Toujours plus loin dans l’indécence, un amendement du sénat visant la suppression de l’aide médicale d’État (AME) est en débat. Il s’agit d’une aide sociale de prise en charge des soins pour les personnes étrangères en situation administrative irrégulière. La base la plus minime de l’humanité : soigner les personnes, peu importe leur situation administrative. Une aide sociale essentielle… et pourtant remise en cause constamment par la droite et l’extrême droite. Plusieurs tentatives ont déjà eu lieu pour supprimer cette aide : le sénat l’avait demandé lors de la dernière loi immigration de Gérard Collomb en 2018. Depuis sa création en 2000, l’AME n’a cessé d’être réduite, restreignant année après année le panier de soins accessibles avec l’AME. La réforme de 2019 a drastiquement réduit l’accès à cette aide, accordée désormais à partir de trois mois passés sur le territoire français… Une mesure criminelle qui, si elle ne conduit pas à la mort par défaut de soins dans certains cas, risque d’aggraver encore plus le besoin de soins initial. Une aberration qui a un nom : la non-assistance à personne en danger.

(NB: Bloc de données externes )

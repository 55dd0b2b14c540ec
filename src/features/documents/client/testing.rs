//! Scripted `DocumentApi` and capturing `NotificationSink` for client tests.

use async_trait::async_trait;
use std::collections::{HashMap, HashSet};
use std::sync::Mutex;
use uuid::Uuid;

use super::api::{CandidateFile, ClientError, DocumentApi};
use super::notifier::NotificationSink;
use crate::features::documents::dtos::{DocumentStatusResponseDto, UploadDocumentResponseDto};
use crate::features::documents::models::DocumentStatus;

/// One scripted answer of the status endpoint
#[derive(Debug, Clone)]
pub enum Step {
    Status(DocumentStatus),
    Error,
}

pub fn processing(n: usize) -> Vec<Step> {
    vec![Step::Status(DocumentStatus::Processing); n]
}

#[derive(Default)]
pub struct ScriptedApi {
    scripts: Mutex<HashMap<String, Vec<Step>>>,
    failing_uploads: Mutex<HashSet<String>>,
    documents: Mutex<HashMap<Uuid, (String, usize)>>,
    uploads: Mutex<Vec<String>>,
}

impl ScriptedApi {
    /// Status answers for the document uploaded from `filename`; the last
    /// step repeats once the script is exhausted.
    pub fn script(&self, filename: &str, steps: Vec<Step>) {
        self.scripts
            .lock()
            .unwrap()
            .insert(filename.to_string(), steps);
    }

    pub fn fail_upload(&self, filename: &str) {
        self.failing_uploads
            .lock()
            .unwrap()
            .insert(filename.to_string());
    }

    /// Filenames in the order their upload was attempted
    pub fn uploads(&self) -> Vec<String> {
        self.uploads.lock().unwrap().clone()
    }

    pub fn document_id(&self, filename: &str) -> Option<Uuid> {
        self.documents
            .lock()
            .unwrap()
            .iter()
            .find(|(_, (name, _))| name == filename)
            .map(|(id, _)| *id)
    }

    pub fn status_calls(&self, document_id: Uuid) -> usize {
        self.documents
            .lock()
            .unwrap()
            .get(&document_id)
            .map(|(_, calls)| *calls)
            .unwrap_or(0)
    }

    pub fn total_status_calls(&self) -> usize {
        self.documents
            .lock()
            .unwrap()
            .values()
            .map(|(_, calls)| calls)
            .sum()
    }
}

#[async_trait]
impl DocumentApi for ScriptedApi {
    async fn upload(
        &self,
        file: &CandidateFile,
        _owner_id: &str,
    ) -> Result<UploadDocumentResponseDto, ClientError> {
        self.uploads.lock().unwrap().push(file.name.clone());

        if self.failing_uploads.lock().unwrap().contains(&file.name) {
            return Err(ClientError::Rejected {
                status: 500,
                message: "Document storage is unavailable".to_string(),
            });
        }

        let document_id = Uuid::new_v4();
        self.documents
            .lock()
            .unwrap()
            .insert(document_id, (file.name.clone(), 0));

        Ok(UploadDocumentResponseDto {
            document_id,
            status: DocumentStatus::Processing,
        })
    }

    async fn status(&self, document_id: Uuid) -> Result<DocumentStatusResponseDto, ClientError> {
        let (filename, call) = {
            let mut documents = self.documents.lock().unwrap();
            let (name, calls) = documents
                .get_mut(&document_id)
                .ok_or_else(|| ClientError::Rejected {
                    status: 404,
                    message: "Document not found".to_string(),
                })?;
            *calls += 1;
            (name.clone(), *calls - 1)
        };

        let step = {
            let scripts = self.scripts.lock().unwrap();
            let steps = scripts.get(&filename).cloned().unwrap_or_default();
            steps
                .get(call)
                .or(steps.last())
                .cloned()
                .unwrap_or(Step::Status(DocumentStatus::Processing))
        };

        match step {
            Step::Status(status) => Ok(DocumentStatusResponseDto {
                document_id,
                status,
                url: status
                    .is_terminal()
                    .then(|| format!("https://blobs.test/{}?sig={}", document_id, call)),
            }),
            Step::Error => Err(ClientError::Transport("connection reset".to_string())),
        }
    }
}

#[derive(Debug, Clone, PartialEq, Eq)]
pub enum Notice {
    Success(String),
    Error(String),
}

#[derive(Default)]
pub struct CapturingNotifier {
    notices: Mutex<Vec<Notice>>,
}

impl CapturingNotifier {
    pub fn notices(&self) -> Vec<Notice> {
        self.notices.lock().unwrap().clone()
    }

    pub fn successes(&self) -> usize {
        self.notices()
            .iter()
            .filter(|n| matches!(n, Notice::Success(_)))
            .count()
    }

    pub fn errors(&self) -> usize {
        self.notices()
            .iter()
            .filter(|n| matches!(n, Notice::Error(_)))
            .count()
    }
}

impl NotificationSink for CapturingNotifier {
    fn success(&self, message: &str) {
        self.notices
            .lock()
            .unwrap()
            .push(Notice::Success(message.to_string()));
    }

    fn error(&self, message: &str) {
        self.notices
            .lock()
            .unwrap()
            .push(Notice::Error(message.to_string()));
    }
}
//! KYC document upload and verification-status service.
//!
//! The HTTP surface lives in [`features::documents`]; the client-side upload
//! widget that drives it lives in [`features::documents::client`].

pub mod core;
pub mod features;
pub mod modules;
pub mod shared;
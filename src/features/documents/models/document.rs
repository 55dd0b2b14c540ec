use chrono::{DateTime, Utc};
use serde::{Deserialize, Serialize};
use sqlx::{FromRow, Type};
use utoipa::ToSchema;
use uuid::Uuid;

/// Document verification status matching the `document_status` database enum
#[derive(Debug, Clone, Copy, PartialEq, Eq, Hash, Serialize, Deserialize, Type, ToSchema)]
#[sqlx(type_name = "document_status", rename_all = "lowercase")]
#[serde(rename_all = "lowercase")]
pub enum DocumentStatus {
    Processing,
    Verified,
    Failed,
}

impl DocumentStatus {
    /// `verified` and `failed` are final.
    pub fn is_terminal(self) -> bool {
        !matches!(self, DocumentStatus::Processing)
    }

    /// Only `processing -> verified|failed` is a legal transition.
    pub fn can_transition_to(self, next: DocumentStatus) -> bool {
        self == DocumentStatus::Processing && next.is_terminal()
    }
}

impl std::fmt::Display for DocumentStatus {
    fn fmt(&self, f: &mut std::fmt::Formatter<'_>) -> std::fmt::Result {
        match self {
            DocumentStatus::Processing => write!(f, "processing"),
            DocumentStatus::Verified => write!(f, "verified"),
            DocumentStatus::Failed => write!(f, "failed"),
        }
    }
}

/// Database model for an uploaded document
#[derive(Debug, Clone, FromRow)]
pub struct Document {
    pub id: Uuid,
    pub owner_id: String,
    pub filename: String,
    pub mime_type: String,
    pub size_bytes: i64,
    pub storage_path: String,
    pub checksum_sha256: String,
    pub status: DocumentStatus,
    pub created_at: DateTime<Utc>,
    pub updated_at: DateTime<Utc>,
}

/// Data for creating a new document record. Status is always `processing`.
#[derive(Debug, Clone)]
pub struct NewDocument {
    pub id: Uuid,
    pub owner_id: String,
    pub filename: String,
    pub mime_type: String,
    pub size_bytes: i64,
    pub storage_path: String,
    pub checksum_sha256: String,
}
//! Modules layer - Infrastructure components for external integrations
//!
//! Contains clients and adapters for external services like storage, messaging, etc.

pub mod storage;
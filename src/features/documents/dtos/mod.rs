mod document_dto;

pub use document_dto::*;
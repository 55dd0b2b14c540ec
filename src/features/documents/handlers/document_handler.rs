use axum::{
    extract::{
        multipart::{MultipartError, MultipartRejection},
        Multipart, Path, State,
    },
    http::StatusCode,
    Json,
};
use std::sync::Arc;
use tracing::debug;
use uuid::Uuid;

use crate::core::error::AppError;
use crate::features::documents::dtos::{
    DocumentStatusResponseDto, UploadDocumentDto, UploadDocumentResponseDto, UploadForm,
    UploadRejection, UploadedFile, MAX_FILE_SIZE,
};
use crate::features::documents::services::DocumentService;
use crate::shared::types::ErrorResponse;

/// Map a multipart read failure to a response.
///
/// Hitting the body limit once a `file` part has started means the file
/// itself overflowed, which is answered like any other oversized file.
fn multipart_error(e: MultipartError, file_started: bool) -> AppError {
    if e.status() == StatusCode::PAYLOAD_TOO_LARGE {
        if file_started {
            AppError::BadRequest(UploadRejection::FileTooLarge.to_string())
        } else {
            AppError::PayloadTooLarge("Request body too large".to_string())
        }
    } else {
        debug!("Failed to read multipart data: {}", e);
        AppError::BadRequest(format!("Failed to read multipart data: {}", e.body_text()))
    }
}

/// Read the multipart body into an `UploadForm`.
///
/// File bytes past `MAX_FILE_SIZE` are drained and counted but not kept.
async fn read_upload_form(multipart: &mut Multipart) -> Result<UploadForm, AppError> {
    let mut form = UploadForm::default();
    let mut file_started = false;

    while let Some(mut field) = multipart
        .next_field()
        .await
        .map_err(|e| multipart_error(e, file_started))?
    {
        let field_name = field.name().unwrap_or("").to_string();

        match field_name.as_str() {
            "file" => {
                file_started = true;
                let content_type = field
                    .content_type()
                    .map(|s| s.to_string())
                    .unwrap_or_else(|| "application/octet-stream".to_string());
                let filename = field.file_name().map(|s| s.to_string());

                let mut data = Vec::new();
                let mut size_bytes = 0usize;
                while let Some(chunk) = field
                    .chunk()
                    .await
                    .map_err(|e| multipart_error(e, true))?
                {
                    size_bytes += chunk.len();
                    if size_bytes <= MAX_FILE_SIZE {
                        data.extend_from_slice(&chunk);
                    } else if !data.is_empty() {
                        data = Vec::new();
                    }
                }

                // Browsers send an empty, unnamed part when no file was picked
                if size_bytes == 0 && filename.as_deref().unwrap_or("").is_empty() {
                    continue;
                }

                form.file = Some(UploadedFile {
                    filename: filename.unwrap_or_else(|| "unnamed".to_string()),
                    content_type,
                    size_bytes,
                    data,
                });
            }
            "userId" => {
                let text = field
                    .text()
                    .await
                    .map_err(|e| multipart_error(e, file_started))?;
                form.user_id = Some(text);
            }
            _ => {
                debug!("Ignoring unknown field: {}", field_name);
            }
        }
    }

    Ok(form)
}

/// Upload a document for verification
///
/// Accepts multipart/form-data with:
/// - `file`: JPEG, PNG or PDF, at most 10MB (required)
/// - `userId`: identifier of the submitting user (required)
#[utoipa::path(
    post,
    path = "/documents/upload",
    tag = "documents",
    request_body(
        content = UploadDocumentDto,
        content_type = "multipart/form-data",
        description = "Document file and owner identifier",
    ),
    responses(
        (status = 200, description = "Document stored, verification pending", body = UploadDocumentResponseDto),
        (status = 400, description = "Missing file or owner, file too large, or invalid file type", body = ErrorResponse),
        (status = 413, description = "Request body too large", body = ErrorResponse),
        (status = 500, description = "Storage or database failure", body = ErrorResponse)
    )
)]
pub async fn upload_document(
    State(service): State<Arc<DocumentService>>,
    multipart: Result<Multipart, MultipartRejection>,
) -> Result<Json<UploadDocumentResponseDto>, AppError> {
    let mut multipart = multipart.map_err(|e| AppError::BadRequest(e.body_text()))?;

    let upload = read_upload_form(&mut multipart)
        .await?
        .validate()
        .map_err(|rejection| AppError::BadRequest(rejection.to_string()))?;

    let response = service.upload(upload).await?;

    Ok(Json(response))
}

/// Get the verification status of a document
///
/// Once the document is `verified` or `failed` the response carries a freshly
/// minted signed URL valid for one hour.
#[utoipa::path(
    get,
    path = "/documents/{id}",
    tag = "documents",
    params(
        ("id" = String, Path, description = "Document ID (UUID)")
    ),
    responses(
        (status = 200, description = "Current status; `url` present once terminal", body = DocumentStatusResponseDto),
        (status = 400, description = "Invalid document ID", body = ErrorResponse),
        (status = 404, description = "Document not found", body = ErrorResponse),
        (status = 500, description = "Signed URL could not be generated", body = ErrorResponse)
    )
)]
pub async fn get_document_status(
    State(service): State<Arc<DocumentService>>,
    Path(id): Path<String>,
) -> Result<Json<DocumentStatusResponseDto>, AppError> {
    let document_id = Uuid::parse_str(&id)
        .map_err(|_| AppError::BadRequest("Invalid document ID".to_string()))?;

    let response = service.get_status(document_id).await?;

    Ok(Json(response))
}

On assiste à une réelle stratégie de criminalisation de la pauvreté. Les discours méritocrates de la Macronie tentent de faire croire que les privilèges et le pouvoir des puissants ne reposent que sur le mérite d’un travail acharné. Une idée complètement déconnectée des réalités. Il suffit d’observer les trajectoires de ceux qui nous gouvernent pour le comprendre, ils n’ont aucun mérite : ce sont des héritiers. Ce sont eux les assistés ! Ils ont profité de leur héritage pour accéder à des études supérieures hors de prix, vécu dans de bonnes conditions financières et matérielles, profité d’un réseau professionnel et d’un capital culturel, et tout cela en s’enrichissant sur les dos des travailleur-ses. Ils tentent de nous faire croire que nous sommes des indésirables et des assisté-es, mais comme le dit si bien Nicolas Framont : « Les parasites ne sont pas ceux que l’on croit. La véritable classe parasite est celle qui est située au sommet du corps social (…) qui se nourrit de notre travail, de nos impôts, de notre vie politique, de nos besoins et de nos rêves ».
Sources :
Framont, N. (2023), «Parasites». Éditions Les Liens qui Libèrent.